■ DESCRIPTION OF THE TASK:
Go through the lines below and tally each one holding "reqwest". Write only the total.

Collected data
==================================================

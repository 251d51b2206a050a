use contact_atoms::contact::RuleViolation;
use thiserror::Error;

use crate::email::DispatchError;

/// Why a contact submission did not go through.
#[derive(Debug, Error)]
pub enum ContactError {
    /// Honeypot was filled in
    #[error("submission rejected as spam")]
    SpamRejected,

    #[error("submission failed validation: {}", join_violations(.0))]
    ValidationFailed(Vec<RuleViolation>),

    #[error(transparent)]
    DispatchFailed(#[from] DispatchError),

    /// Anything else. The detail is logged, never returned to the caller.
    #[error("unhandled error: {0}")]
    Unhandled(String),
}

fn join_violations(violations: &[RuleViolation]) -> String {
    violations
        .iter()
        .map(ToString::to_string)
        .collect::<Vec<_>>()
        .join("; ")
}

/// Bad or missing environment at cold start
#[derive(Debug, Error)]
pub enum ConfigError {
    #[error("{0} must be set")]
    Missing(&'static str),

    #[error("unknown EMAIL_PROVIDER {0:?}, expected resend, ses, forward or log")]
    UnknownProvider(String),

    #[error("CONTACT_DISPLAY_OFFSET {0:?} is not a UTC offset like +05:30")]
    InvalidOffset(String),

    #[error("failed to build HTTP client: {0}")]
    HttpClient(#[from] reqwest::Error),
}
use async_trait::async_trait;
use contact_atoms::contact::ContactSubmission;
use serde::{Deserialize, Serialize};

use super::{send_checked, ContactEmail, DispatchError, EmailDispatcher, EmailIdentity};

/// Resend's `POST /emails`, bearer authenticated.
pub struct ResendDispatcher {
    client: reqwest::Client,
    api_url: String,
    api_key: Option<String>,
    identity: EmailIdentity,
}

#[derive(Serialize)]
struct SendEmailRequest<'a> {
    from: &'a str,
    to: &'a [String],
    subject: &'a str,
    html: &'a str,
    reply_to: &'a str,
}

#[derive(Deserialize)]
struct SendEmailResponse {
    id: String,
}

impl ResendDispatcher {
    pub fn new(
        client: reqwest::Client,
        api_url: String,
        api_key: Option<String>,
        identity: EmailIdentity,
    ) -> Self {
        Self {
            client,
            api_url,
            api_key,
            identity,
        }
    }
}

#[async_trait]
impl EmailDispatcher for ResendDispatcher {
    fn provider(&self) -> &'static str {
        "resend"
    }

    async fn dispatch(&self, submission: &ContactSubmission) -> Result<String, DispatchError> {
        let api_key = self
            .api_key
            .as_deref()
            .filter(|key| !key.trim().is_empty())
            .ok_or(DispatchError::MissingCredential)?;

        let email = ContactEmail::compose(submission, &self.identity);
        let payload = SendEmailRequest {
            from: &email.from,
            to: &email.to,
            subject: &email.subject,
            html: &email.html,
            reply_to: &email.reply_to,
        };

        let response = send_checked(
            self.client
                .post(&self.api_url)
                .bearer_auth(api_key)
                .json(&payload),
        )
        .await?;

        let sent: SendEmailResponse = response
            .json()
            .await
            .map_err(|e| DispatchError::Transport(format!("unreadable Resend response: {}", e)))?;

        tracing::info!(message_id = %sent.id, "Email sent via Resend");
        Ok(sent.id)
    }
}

==================================================

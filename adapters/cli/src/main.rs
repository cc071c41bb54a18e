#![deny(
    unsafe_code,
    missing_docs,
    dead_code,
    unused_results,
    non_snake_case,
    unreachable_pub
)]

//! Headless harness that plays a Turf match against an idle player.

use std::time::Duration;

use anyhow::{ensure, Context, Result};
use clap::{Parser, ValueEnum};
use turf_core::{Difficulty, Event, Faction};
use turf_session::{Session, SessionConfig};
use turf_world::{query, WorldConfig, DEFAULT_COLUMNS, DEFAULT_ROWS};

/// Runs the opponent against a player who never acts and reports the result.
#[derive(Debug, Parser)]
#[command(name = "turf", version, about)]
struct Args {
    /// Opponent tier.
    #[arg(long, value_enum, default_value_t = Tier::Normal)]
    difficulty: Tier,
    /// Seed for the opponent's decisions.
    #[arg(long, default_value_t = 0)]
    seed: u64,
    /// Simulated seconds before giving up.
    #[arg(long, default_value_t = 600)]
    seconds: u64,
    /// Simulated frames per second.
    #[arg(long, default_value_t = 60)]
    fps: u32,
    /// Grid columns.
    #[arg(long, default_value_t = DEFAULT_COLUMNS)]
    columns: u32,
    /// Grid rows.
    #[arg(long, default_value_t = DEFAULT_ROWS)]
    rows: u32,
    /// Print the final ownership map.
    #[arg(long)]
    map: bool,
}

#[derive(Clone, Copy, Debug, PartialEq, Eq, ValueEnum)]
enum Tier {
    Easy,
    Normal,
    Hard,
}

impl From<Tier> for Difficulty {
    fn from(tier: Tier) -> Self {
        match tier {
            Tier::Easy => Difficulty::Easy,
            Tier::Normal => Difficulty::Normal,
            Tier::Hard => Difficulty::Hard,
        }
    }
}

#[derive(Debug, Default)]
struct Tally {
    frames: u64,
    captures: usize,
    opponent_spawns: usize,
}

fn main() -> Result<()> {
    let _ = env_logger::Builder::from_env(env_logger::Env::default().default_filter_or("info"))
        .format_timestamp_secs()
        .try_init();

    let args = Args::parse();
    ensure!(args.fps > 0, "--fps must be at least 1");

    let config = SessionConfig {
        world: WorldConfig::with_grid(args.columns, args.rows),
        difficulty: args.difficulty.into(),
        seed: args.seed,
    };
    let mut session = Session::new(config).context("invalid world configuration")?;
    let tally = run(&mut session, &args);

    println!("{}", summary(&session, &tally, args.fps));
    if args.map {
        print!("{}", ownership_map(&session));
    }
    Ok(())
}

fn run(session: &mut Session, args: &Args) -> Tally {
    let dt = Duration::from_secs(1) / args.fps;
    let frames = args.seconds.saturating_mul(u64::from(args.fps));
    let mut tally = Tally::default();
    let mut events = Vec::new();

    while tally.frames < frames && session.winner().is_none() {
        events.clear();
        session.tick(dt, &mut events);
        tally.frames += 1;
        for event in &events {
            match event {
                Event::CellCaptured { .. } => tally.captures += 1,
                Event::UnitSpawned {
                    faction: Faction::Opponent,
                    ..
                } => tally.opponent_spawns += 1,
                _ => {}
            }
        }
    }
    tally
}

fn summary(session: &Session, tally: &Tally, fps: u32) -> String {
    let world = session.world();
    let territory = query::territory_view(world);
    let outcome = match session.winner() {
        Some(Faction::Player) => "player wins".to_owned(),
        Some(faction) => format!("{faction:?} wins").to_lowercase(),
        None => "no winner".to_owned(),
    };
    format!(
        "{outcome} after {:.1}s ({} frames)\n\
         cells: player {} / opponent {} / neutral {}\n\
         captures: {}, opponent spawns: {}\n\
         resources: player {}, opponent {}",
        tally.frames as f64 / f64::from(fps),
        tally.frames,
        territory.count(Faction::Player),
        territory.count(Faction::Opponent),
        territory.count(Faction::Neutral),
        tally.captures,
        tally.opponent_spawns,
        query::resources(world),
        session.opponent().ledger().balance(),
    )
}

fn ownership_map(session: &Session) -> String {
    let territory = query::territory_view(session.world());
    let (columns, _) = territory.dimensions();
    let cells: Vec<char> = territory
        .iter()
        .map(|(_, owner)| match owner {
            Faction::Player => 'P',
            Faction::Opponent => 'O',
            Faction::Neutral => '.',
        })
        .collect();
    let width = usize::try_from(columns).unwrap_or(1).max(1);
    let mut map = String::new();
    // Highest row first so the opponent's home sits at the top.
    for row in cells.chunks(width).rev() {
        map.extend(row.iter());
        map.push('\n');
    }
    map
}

==================================================

■ RESULT OF THIS TASK:
3